What you need to do:
Write the records out once more, exactly as they appear below.

Stored data entries:

- - -

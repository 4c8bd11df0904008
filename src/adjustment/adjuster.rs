//! Cumulative customer-driven correction of a raw forecast.

use super::SensitivityCoefficient;
use crate::core::{AdjustedForecast, RawForecast};
use crate::error::Result;

/// Per-period adjustment for a customer change spread evenly over `horizon`.
///
/// Period `i` (1-based) carries `i * (forecast_customer_change / horizon) * coefficient`,
/// so the correction grows linearly and peaks at the end of the horizon.
pub fn adjustment_ramp(
    horizon: usize,
    forecast_customer_change: f64,
    coefficient: SensitivityCoefficient,
) -> Vec<f64> {
    if horizon == 0 {
        return Vec::new();
    }
    let daily_change = forecast_customer_change / horizon as f64;
    (1..=horizon)
        .map(|i| i as f64 * daily_change * coefficient.value())
        .collect()
}

/// Apply the customer adjustment to a raw forecast.
///
/// With no change signal (`forecast_customer_change == 0` or a zero
/// coefficient) the adjusted values are an exact copy of the raw values.
/// Otherwise each adjusted value is `max(0, raw_i - adjustment_i)`.
pub fn adjust_forecast(
    raw: &RawForecast,
    coefficient: SensitivityCoefficient,
    forecast_customer_change: f64,
) -> Result<AdjustedForecast> {
    if !is_active(coefficient, forecast_customer_change) {
        return Ok(AdjustedForecast::unadjusted(raw));
    }

    let ramp = adjustment_ramp(raw.horizon(), forecast_customer_change, coefficient);
    let adjusted = raw
        .values()
        .iter()
        .zip(&ramp)
        .map(|(value, adjustment)| (value - adjustment).max(0.0))
        .collect();

    AdjustedForecast::new(raw, adjusted)
}

/// Whether an adjustment would change anything.
pub fn is_active(coefficient: SensitivityCoefficient, forecast_customer_change: f64) -> bool {
    forecast_customer_change != 0.0 && !coefficient.is_zero()
}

- - -

Exercise output:
repository 4c8bd11df0904008
filename src/adjustment/adjuster.rs
//! Cumulative customer-driven correction of a raw forecast.

use super::SensitivityCoefficient;
use crate::core::{AdjustedForecast, RawForecast};
use crate::error::Result;

/// Per-period adjustment for a customer change spread evenly over `horizon`.
///
/// Period `i` (1-based) carries `i * (forecast_customer_change / horizon) * coefficient`,
/// so the correction grows linearly and peaks at the end of the horizon.
pub fn adjustment_ramp(
    horizon: usize,
    forecast_customer_change: f64,
    coefficient: SensitivityCoefficient,
) -> Vec<f64> {
    if horizon == 0 {
        return Vec::new();
    }
    let daily_change = forecast_customer_change / horizon as f64;
    (1..=horizon)
        .map(|i| i as f64 * daily_change * coefficient.value())
        .collect()
}

/// Apply the customer adjustment to a raw forecast.
///
/// With no change signal (`forecast_customer_change == 0` or a zero
/// coefficient) the adjusted values are an exact copy of the raw values.
/// Otherwise each adjusted value is `max(0, raw_i - adjustment_i)`.
pub fn adjust_forecast(
    raw: &RawForecast,
    coefficient: SensitivityCoefficient,
    forecast_customer_change: f64,
) -> Result<AdjustedForecast> {
    if !is_active(coefficient, forecast_customer_change) {
        return Ok(AdjustedForecast::unadjusted(raw));
    }

    let ramp = adjustment_ramp(raw.horizon(), forecast_customer_change, coefficient);
    let adjusted = raw
        .values()
        .iter()
        .zip(&ramp)
        .map(|(value, adjustment)| (value - adjustment).max(0.0))
        .collect();

    AdjustedForecast::new(raw, adjusted)
}

/// Whether an adjustment would change anything.
pub fn is_active(coefficient: SensitivityCoefficient, forecast_customer_change: f64) -> bool {
    forecast_customer_change != 0.0 && !coefficient.is_zero()
}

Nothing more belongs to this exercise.